Review: The Cheezy Vinyl Bar

As you may be aware if you’re a regular reader of this blog, I’ve written previously about the idea of specialist cheese-based restaurants.

One of the most notable such places here in the UK is the cheesy Valhalla that is the Cheese Bar in London, which we reviewed a few months ago.

On the whole though, cheese-based restaurants are something that don’t see anywhere near as often as you should. Imagine my delight then recently when I had the opportunity to dine at the Cheezy Vinyl Bar – a brilliant establishment that gets its name because their signature meal is a cheese board served on an old vinyl record?

Now you’re probably thinking that this sounds brilliant, right – and possibly even having idle thoughts of heading for wherever the Cheezy Vinyl Bar is, in order to check it out?

Alas though, it’s not that simple.

Rather than being a permanent restaurant, the Cheezy Vinyl Bar is a ‘pop-up’ venture that appears mainly at summer music festivals.

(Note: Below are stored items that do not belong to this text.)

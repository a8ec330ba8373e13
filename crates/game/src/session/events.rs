use std::net::SocketAddr;

use crate::net::{ConnectionId, LoginRejection, PlayerId};

use super::registry::ReconcileReport;

#[derive(Debug, Clone, PartialEq)]
pub enum ServerEvent {
    Started {
        addr: SocketAddr,
    },
    ClientConnected {
        connection: ConnectionId,
    },
    ClientDisconnected {
        connection: ConnectionId,
        name: Option<String>,
    },
    LoginAccepted {
        id: PlayerId,
        name: String,
        registered: bool,
    },
    LoginRejected {
        connection: ConnectionId,
        name: String,
        rejection: LoginRejection,
    },
    Chat {
        name: String,
        message: String,
    },
    PlayerEliminated {
        id: PlayerId,
    },
    RoundOver {
        winner: i32,
        message: String,
    },
    ProtocolError {
        connection: ConnectionId,
        message: String,
    },
    Stopped,
}

#[derive(Debug, Clone, PartialEq)]
pub enum ClientEvent {
    /// No advertisement was heard in time; the host loop may start a
    /// server of its own.
    HostElectionDue,
    ServerFound {
        addr: SocketAddr,
    },
    Connected {
        server: SocketAddr,
        local_port: u16,
    },
    LoginAccepted {
        id: PlayerId,
    },
    LoginRejected(LoginRejection),
    /// A scene is waiting in [`super::ClientSession::pending_scene`].
    SceneLoadReady,
    PeersChanged(ReconcileReport),
    RoundRestarted {
        winner: i32,
        message: String,
    },
    PlayerJoined {
        id: PlayerId,
        name: String,
    },
    PlayerLeft {
        id: PlayerId,
    },
    Chat {
        name: String,
        message: String,
    },
    ReturnedToMenu {
        reason: String,
    },
}

impl ClientEvent {
    pub fn describe(&self) -> String {
        match self {
            ClientEvent::HostElectionDue => "no server heard, electing self as host".to_string(),
            ClientEvent::ServerFound { addr } => format!("server found at {}", addr),
            ClientEvent::Connected { server, local_port } => {
                format!("connected to {} from port {}", server, local_port)
            }
            ClientEvent::LoginAccepted { id } => format!("logged in as player {}", id),
            ClientEvent::LoginRejected(rejection) => format!("login rejected: {:?}", rejection),
            ClientEvent::SceneLoadReady => "scene ready to load".to_string(),
            ClientEvent::PeersChanged(report) => format!(
                "peers +{:?} -{:?}",
                report.created, report.destroyed
            ),
            ClientEvent::RoundRestarted { message, .. } => format!("round over: {}", message),
            ClientEvent::PlayerJoined { name, .. } => format!("{} joined", name),
            ClientEvent::PlayerLeft { id } => format!("player {} left", id),
            ClientEvent::Chat { name, message } => format!("{}: {}", name, message),
            ClientEvent::ReturnedToMenu { reason } => format!("back to menu: {}", reason),
        }
    }
}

I stumbled the Cheezy Vinyl Bar a few weeks ago when I attended a three-day event called the Y Not? festival in Derbyshire. And it was a happy reminder of just how much music festivals have upped their game over the last couple of decades when it comes to catering provision. Back in the 90s when I first got the bug for spending whole weekends camped out in a tent and watching loads of live music, most festival fodder – from grim burgers to questionable hippy-fied mug bean stew – was to be treated with utmost suspicion.

Today however, even at smaller festivals like Y Not?, the amount of different types of food available can be overwhelming. Glastonbury meanwhile is said to be technically be the biggest food festival in the world these days, such is the sheer amount of choice.

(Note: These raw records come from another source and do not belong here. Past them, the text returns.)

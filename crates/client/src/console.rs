use std::collections::VecDeque;

use bomberlan::{Color32, UiSink};

const MAX_CHAT_LINES: usize = 50;
const FADE_SECONDS: f32 = 3.0;

#[derive(Debug, Clone)]
pub struct ChatLine {
    pub name: String,
    pub color: Color32,
    pub message: String,
}

/// Screen-side state the session writes into.
#[derive(Debug)]
pub struct ConsoleUi {
    pub status: String,
    pub status_color: Color32,
    /// Animated statuses get a spinner while they are current.
    pub status_animated: bool,
    pub names: String,
    pub chat: VecDeque<ChatLine>,
    pub fade: Option<(String, f32)>,
}

impl ConsoleUi {
    pub fn new() -> Self {
        Self {
            status: String::new(),
            status_color: Color32::WHITE,
            status_animated: false,
            names: String::new(),
            chat: VecDeque::new(),
            fade: None,
        }
    }

    pub fn update(&mut self, dt: f32) {
        if let Some((_, remaining)) = &mut self.fade {
            *remaining -= dt;
            if *remaining <= 0.0 {
                self.fade = None;
            }
        }
    }

    pub fn fade_text(&self) -> Option<&str> {
        self.fade.as_ref().map(|(text, _)| text.as_str())
    }
}

impl UiSink for ConsoleUi {
    fn set_status_text(&mut self, text: &str, color: Color32, animated: bool) {
        self.status = text.to_string();
        self.status_color = color;
        self.status_animated = animated;
    }

    fn set_player_names(&mut self, names: &str) {
        self.names = names.to_string();
    }

    fn process_chat_string(&mut self, name: &str, color: Color32, message: &str) {
        if self.chat.len() == MAX_CHAT_LINES {
            self.chat.pop_front();
        }
        self.chat.push_back(ChatLine {
            name: name.to_string(),
            color,
            message: message.to_string(),
        });
    }

    fn fade_out_with_text(&mut self, message: &str) {
        self.fade = Some((message.to_string(), FADE_SECONDS));
    }
}

#[cfg(test)]
mod tests {
    use super::*;

    #[test]
    fn test_fade_expires() {
        let mut ui = ConsoleUi::new();
        ui.fade_out_with_text("ann wins!");
        ui.update(1.0);
        assert_eq!(ui.fade_text(), Some("ann wins!"));
        ui.update(2.5);
        assert_eq!(ui.fade_text(), None);
    }

    #[test]
    fn test_chat_history_is_bounded() {
        let mut ui = ConsoleUi::new();
        for i in 0..MAX_CHAT_LINES + 5 {
            ui.process_chat_string("bob", Color32::WHITE, &i.to_string());
        }
        assert_eq!(ui.chat.len(), MAX_CHAT_LINES);
        assert_eq!(ui.chat.front().unwrap().message, "5");
    }
}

But even among all the vast array of culinary treats just waiting to be tried when you’re at a festival (providing you have deep pockets), the Cheezy Vinyl Bar still stands out.

Although being a big fan of cheese, I guess I’m bound to say that.

Irrespective of its cheesiness though, the one key selling point of the Cheezy Vinyl Bar is the fact that they offer you the option to eat in – whereas most festival food outlets are takeaway only.

What’s more, it’s a lovely eating in environment too – from the outside it looks like a fairly functional rectangular-shaped marquee, but inside it’s decorated with lovely coloured fabrics that give it the feel of some sort of Bedouin field canteen. And I loved all the signs too bearing the Cheezy Vinyl Bar’s motto – ‘Eat cheese, feel sexy’! That’s would be a pretty solid philosophy for life really.

But what was the food like? Well having been at the Y Not? festival for the whole weekend, I actually ended up eating at the Cheezy Vinyl Bar several times. And as well as their signature cheese boards, their menu offered an impressive array of cheese-based dishes – from baked Camemberts to deep-fried Haloumi to cheesy nachos.

I must say was quite tempted to try and work my way through the whole menu whilst at the festival, purely in the interests of research you understand. Sometimes though in life, difficult choices have to be made – although over the course of my time at Y Not? I did get to try a cheese board, a baked Camembert and the cheesy nachos. Without exception, all three dishes get the thumbs up – but it was the cheese board that was the real winner.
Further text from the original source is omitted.